Per BalusC's suggestion I changed the code in the ManagedBean to this:

public void fetchChallengeResponse() throws LoginPreviouslyConfirmedException{
     crespList = regFacade.fetchChallengeResponse(confirmUuid);
     this.setChallengeQuestion();
  }

This is in the web.xml

<error-page>
    <exception-type>com.extremelatitudesoftware.els_commons.exceptions.LoginPreviouslyConfirmedException</exception-type>
    <location>/errorpages/already_confirmed.xhtml</location>
</error-page>

But I still get this(This is an image of the error page that gets displayed).

Was it helpful?

Solution

Here is the simplest and best answer I have found through researching today: Decorate the custom exception with the @ApplicationException(rollback=true) annotation.

e.g.

@ApplicationException(rollback=true)
public class LoginPreviouslyConfirmedException extends Exception {...

The fundamental problem was that before passing the exception to the client, the EJB container wraps at least some exceptions in an "EJBTransactionRolledBackException" wrapper. I'm not sure but it seems similar to the way JSF wants to wrap exceptions in a "ServletException" for anything raised there. It seems to me to be pretty flawed thinking to hide what the real application errors are. In any case it prevents the client from "seeing" any kind of special case exception you might throw with the reason being it is something you or your user can correct without aborting the whole operation. That is, all it will see is the EJBTransactionRolledBackException which is used to wrap a multitude of exceptions. Doing this makes it impossible to easily debug or handle exceptions. Fortunately in the latest issues of JEE they included @ApplicationException annotation to counteract this behaviour. Although I don't see why they don't just stop wrapping exceptions altogether.

In any case, the @ApplicationException(rollback=true) tells the server not to wrap the exception in a EJBTransactionRolledBackException and pass it, as is, back to the client. This allows the client to see what the real exception is so it will have a chance of handling it gracefully. Specifying "rollback=true" tells the server to roll back the current transaction. If you don't, it defaults to false and will just drop everything right there. Ending it all at whatever state things are in.

If the custom exception inherits from Exception, and the method in the EJB session bean throws it, the method doing the calling in the JSF ManagedBean will have to throw it too. If it inherits from RuntimeException, it will not.

In any case the exception will not be wrapped by EJBTransactionRolledBackException, so when it gets back up to JSF layer the exception page defined in web.xml for the custom exception will be called. No need catch the exception in the managed bean. No filtering required. No special navigation rules required.
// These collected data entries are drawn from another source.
//! Thing types
//!
//! Envelope kinds and the normalized tree that replaces them.

use crate::error::{Error, Result};
use crate::types::{JsonObject, JsonValue};
use serde::{Deserialize, Serialize, Serializer};
use std::collections::BTreeMap;
use std::fmt;

/// Field map of a normalized object
pub type NormalizedMap = BTreeMap<String, Normalized>;

// ============================================================================
// Kinds
// ============================================================================

/// Envelope tag as found in the raw `kind` field
#[derive(Debug, Clone, PartialEq, Eq)]
pub enum ThingKind {
    /// `"Listing"`
    Listing,
    /// `"t3"`
    Link,
    /// `"t1"`
    Comment,
    /// `"t5"`
    Subreddit,
    /// Any other tag; the object passes through untouched
    Unrecognized(String),
    /// No `kind` field at all
    Absent,
}

impl ThingKind {
    /// Classify a raw tag
    pub fn from_tag(tag: &str) -> Self {
        match tag {
            "Listing" => Self::Listing,
            "t3" => Self::Link,
            "t1" => Self::Comment,
            "t5" => Self::Subreddit,
            other => Self::Unrecognized(other.to_string()),
        }
    }

    /// Classify the `kind` field of an object, if any
    pub fn from_field(field: Option<&Normalized>) -> Self {
        match field {
            None => Self::Absent,
            Some(Normalized::Scalar(JsonValue::String(tag))) => Self::from_tag(tag),
            Some(other) => Self::Unrecognized(other.to_value().to_string()),
        }
    }

    /// Semantic kind this envelope normalizes to, `None` for passthrough
    pub fn semantic(&self) -> Option<SemanticKind> {
        match self {
            Self::Listing => Some(SemanticKind::Listing),
            Self::Link => Some(SemanticKind::Link),
            Self::Comment => Some(SemanticKind::Comment),
            Self::Subreddit => Some(SemanticKind::Subreddit),
            Self::Unrecognized(_) | Self::Absent => None,
        }
    }
}

/// Kind carried by a normalized value
#[derive(Debug, Clone, Copy, PartialEq, Eq, Hash, Serialize, Deserialize)]
#[serde(rename_all = "lowercase")]
pub enum SemanticKind {
    Listing,
    Link,
    Comment,
    Subreddit,
}

impl SemanticKind {
    pub fn as_str(self) -> &'static str {
        match self {
            Self::Listing => "listing",
            Self::Link => "link",
            Self::Comment => "comment",
            Self::Subreddit => "subreddit",
        }
    }
}

impl fmt::Display for SemanticKind {
    fn fmt(&self, f: &mut fmt::Formatter<'_>) -> fmt::Result {
        f.write_str(self.as_str())
    }
}

// ============================================================================
// Metadata
// ============================================================================

/// Out-of-band envelope data attached to a normalized item or listing.
///
/// Never part of the payload: it does not take part in equality and is not
/// rendered by [`Normalized::to_value`].
#[derive(Debug, Clone, PartialEq)]
pub struct Metadata {
    /// Semantic kind of the value this metadata belongs to
    pub kind: SemanticKind,
    /// Envelope fields other than `kind`/`data` (and for listings, the
    /// fields of `data` other than `children`)
    pub fields: NormalizedMap,
}

impl Metadata {
    pub fn new(kind: SemanticKind) -> Self {
        Self {
            kind,
            fields: NormalizedMap::new(),
        }
    }

    pub fn get(&self, key: &str) -> Option<&Normalized> {
        self.fields.get(key)
    }

    /// Cursor of the previous page, `None` when null or absent
    pub fn before(&self) -> Option<&str> {
        self.get("before").and_then(Normalized::as_str)
    }

    /// Cursor of the next page, `None` when null or absent
    pub fn after(&self) -> Option<&str> {
        self.get("after").and_then(Normalized::as_str)
    }
}

// ============================================================================
// Normalized Item
// ============================================================================

/// A link, comment or subreddit with its envelope removed
#[derive(Debug, Clone)]
pub struct NormalizedItem {
    kind: SemanticKind,
    fields: NormalizedMap,
    metadata: Metadata,
}

impl NormalizedItem {
    /// Build from an envelope's sibling fields and its `data` payload
    pub(crate) fn from_envelope(
        kind: SemanticKind,
        siblings: NormalizedMap,
        mut data: NormalizedMap,
    ) -> Self {
        data.remove("kind");
        Self {
            kind,
            fields: data,
            metadata: Metadata {
                kind,
                fields: siblings,
            },
        }
    }

    pub fn kind(&self) -> SemanticKind {
        self.kind
    }

    /// Payload fields, without `kind`
    pub fn fields(&self) -> &NormalizedMap {
        &self.fields
    }

    pub fn metadata(&self) -> &Metadata {
        &self.metadata
    }

    pub fn get(&self, key: &str) -> Option<&Normalized> {
        self.fields.get(key)
    }

    /// Short id, e.g. `abc123`
    pub fn id(&self) -> Option<&str> {
        self.get("id").and_then(Normalized::as_str)
    }

    /// Fullname, e.g. `t3_abc123`
    pub fn name(&self) -> Option<&str> {
        self.get("name").and_then(Normalized::as_str)
    }

    /// Payload merged with `{"kind": "<semantic kind>"}`
    pub fn to_value(&self) -> JsonValue {
        let mut object: JsonObject = self
            .fields
            .iter()
            .map(|(k, v)| (k.clone(), v.to_value()))
            .collect();
        object.insert("kind".to_string(), JsonValue::from(self.kind.as_str()));
        JsonValue::Object(object)
    }
}

impl PartialEq for NormalizedItem {
    fn eq(&self, other: &Self) -> bool {
        self.kind == other.kind && self.fields == other.fields
    }
}

// ============================================================================
// Item Sequence
// ============================================================================

/// One page of a listing: ordered children plus cursor metadata
#[derive(Debug, Clone)]
pub struct ItemSequence {
    items: Vec<Normalized>,
    metadata: Metadata,
}

impl ItemSequence {
    /// Build from a Listing envelope's sibling fields and its `data` object.
    ///
    /// `data` fields win over envelope fields of the same name.
    pub(crate) fn from_envelope(siblings: NormalizedMap, mut data: NormalizedMap) -> Self {
        let items = match data.remove("children") {
            Some(Normalized::Array(children)) => children,
            _ => Vec::new(),
        };

        let mut fields = siblings;
        fields.extend(data);

        Self {
            items,
            metadata: Metadata {
                kind: SemanticKind::Listing,
                fields,
            },
        }
    }

    pub fn items(&self) -> &[Normalized] {
        &self.items
    }

    pub fn into_items(self) -> Vec<Normalized> {
        self.items
    }

    /// Split into items and metadata
    pub fn into_parts(self) -> (Vec<Normalized>, Metadata) {
        (self.items, self.metadata)
    }

    pub fn metadata(&self) -> &Metadata {
        &self.metadata
    }

    pub fn len(&self) -> usize {
        self.items.len()
    }

    pub fn is_empty(&self) -> bool {
        self.items.is_empty()
    }

    pub fn iter(&self) -> std::slice::Iter<'_, Normalized> {
        self.items.iter()
    }

    pub fn before(&self) -> Option<&str> {
        self.metadata.before()
    }

    pub fn after(&self) -> Option<&str> {
        self.metadata.after()
    }
}

impl PartialEq for ItemSequence {
    fn eq(&self, other: &Self) -> bool {
        self.items == other.items
    }
}

impl IntoIterator for ItemSequence {
    type Item = Normalized;
    type IntoIter = std::vec::IntoIter<Normalized>;

    fn into_iter(self) -> Self::IntoIter {
        self.items.into_iter()
    }
}

impl<'a> IntoIterator for &'a ItemSequence {
    type Item = &'a Normalized;
    type IntoIter = std::slice::Iter<'a, Normalized>;

    fn into_iter(self) -> Self::IntoIter {
        self.items.iter()
    }
}

// ============================================================================
// Normalized Tree
// ============================================================================

/// A JSON tree with recognized envelopes replaced by typed values
#[derive(Debug, Clone, PartialEq)]
pub enum Normalized {
    /// null, bool, number or string
    Scalar(JsonValue),
    Array(Vec<Normalized>),
    /// Object that was not a recognized envelope
    Object(NormalizedMap),
    Item(NormalizedItem),
    Listing(ItemSequence),
}

impl Normalized {
    /// Semantic kind, `None` for plain JSON
    pub fn kind(&self) -> Option<SemanticKind> {
        match self {
            Self::Item(item) => Some(item.kind()),
            Self::Listing(_) => Some(SemanticKind::Listing),
            _ => None,
        }
    }

    pub fn as_item(&self) -> Option<&NormalizedItem> {
        match self {
            Self::Item(item) => Some(item),
            _ => None,
        }
    }

    pub fn as_listing(&self) -> Option<&ItemSequence> {
        match self {
            Self::Listing(listing) => Some(listing),
            _ => None,
        }
    }

    /// Take the listing out, or fail with `NotAListing` naming `path`
    pub fn into_listing(self, path: &str) -> Result<ItemSequence> {
        match self {
            Self::Listing(listing) => Ok(listing),
            other => Err(Error::not_a_listing(path, other.describe())),
        }
    }

    /// Field lookup on items and plain objects
    pub fn get(&self, key: &str) -> Option<&Normalized> {
        match self {
            Self::Item(item) => item.get(key),
            Self::Object(map) => map.get(key),
            _ => None,
        }
    }

    pub fn as_str(&self) -> Option<&str> {
        match self {
            Self::Scalar(value) => value.as_str(),
            _ => None,
        }
    }

    pub fn as_f64(&self) -> Option<f64> {
        match self {
            Self::Scalar(value) => value.as_f64(),
            _ => None,
        }
    }

    pub fn is_null(&self) -> bool {
        matches!(self, Self::Scalar(JsonValue::Null))
    }

    /// Human-readable shape, used in error messages
    pub fn describe(&self) -> String {
        match self {
            Self::Item(item) => format!("a {}", item.kind()),
            Self::Listing(_) => "a listing".to_string(),
            Self::Array(_) => "an array".to_string(),
            Self::Object(map) => match ThingKind::from_field(map.get("kind")) {
                ThingKind::Absent => "an object without a kind".to_string(),
                ThingKind::Unrecognized(tag) => format!("an object of kind {tag}"),
                known => format!("a malformed {known:?} envelope"),
            },
            Self::Scalar(JsonValue::Null) => "null".to_string(),
            Self::Scalar(value) => format!("the scalar {value}"),
        }
    }

    /// Render back to plain JSON; metadata is dropped
    pub fn to_value(&self) -> JsonValue {
        match self {
            Self::Scalar(value) => value.clone(),
            Self::Array(values) => JsonValue::Array(values.iter().map(Self::to_value).collect()),
            Self::Object(map) => JsonValue::Object(
                map.iter()
                    .map(|(k, v)| (k.clone(), v.to_value()))
                    .collect(),
            ),
            Self::Item(item) => item.to_value(),
            Self::Listing(listing) => {
                JsonValue::Array(listing.iter().map(Self::to_value).collect())
            }
        }
    }
}

impl Serialize for Normalized {
    fn serialize<S: Serializer>(&self, serializer: S) -> std::result::Result<S::Ok, S::Error> {
        self.to_value().serialize(serializer)
    }
}

impl From<Normalized> for JsonValue {
    fn from(value: Normalized) -> Self {
        value.to_value()
    }
}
However if you do want to catch it, it can be caught. Without the @ApplicationException, it won't be (because it is wrapped).

Info found here (among other places):
http://docs.oracle.com/javaee/5/api/javax/ejb/ApplicationException.html
http://openejb.apache.org/examples-trunk/applicationexception/
How to use custom Exception in Session Beans?

Anyway this works. Just wished I figured out the right search terms on Google sooner.

OTHER TIPS

In the EJB method that throws the exception, declare throws LoginPreviouslyConfirmedException. Then, in the managed bean surround the EJB call with a try-catch for that exception. In the catch block; you can redirect the user to an error page; or just send a message to the view (to be rendered in h:messages, p:growl, etc).